Though his actions indicated that he was against giving every woman in America the same legal protections against violent perpetrators, Cantor never articulated in public exactly why he was doing this.

...Why was Cantor so steadfast in his desire to block protections for American Indian, undocumented, lesbian, and trans women? All we do know is that while Republicans made compromises to avoid a so-called fiscal cliff, they were unwilling to do so in order to avoid dropping legal protections for women that have stood for nearly 20 years...
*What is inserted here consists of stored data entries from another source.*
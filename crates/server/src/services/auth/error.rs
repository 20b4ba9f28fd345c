//! Authentication error types.

use thiserror::Error;

use crate::db::StoreError;
use crate::models::ValidationError;
use crate::services::credentials::CredentialError;

/// Errors that can occur during authentication operations.
#[derive(Debug, Error)]
pub enum AuthError {
    /// A required request field was missing.
    #[error(transparent)]
    Validation(#[from] ValidationError),

    /// Unknown username or wrong password at login.
    #[error("invalid credentials")]
    InvalidCredentials,

    /// User not found.
    #[error("user not found")]
    UserNotFound,

    /// The current password given for a password change was wrong.
    #[error("old password is incorrect")]
    IncorrectPassword,

    /// Store error.
    #[error("store error: {0}")]
    Store(#[from] StoreError),

    /// Password hashing error.
    #[error("credential error: {0}")]
    Credential(#[from] CredentialError),
}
Michael The Molar Maven said...

The real question is: What's Cantor's point? Issues are usually either win-win situations where both sides gain from the solution (e. g. increasing unemployment benefits also helps the economy through stimulus), or win-lose where one side gains at the expense of the other, but the compromise is necessary, Cantor must believe that The Violence Against Women Act falls in to the latter category and that mitigating the losses is more important than protecting women. But, just what is he protecting? I'm all for legislation enacted in the public interest. I just don't see how blocking this legislation is in the public interest. Obviously you don't either.

Jeff Tone said...

I can't explain Cantor.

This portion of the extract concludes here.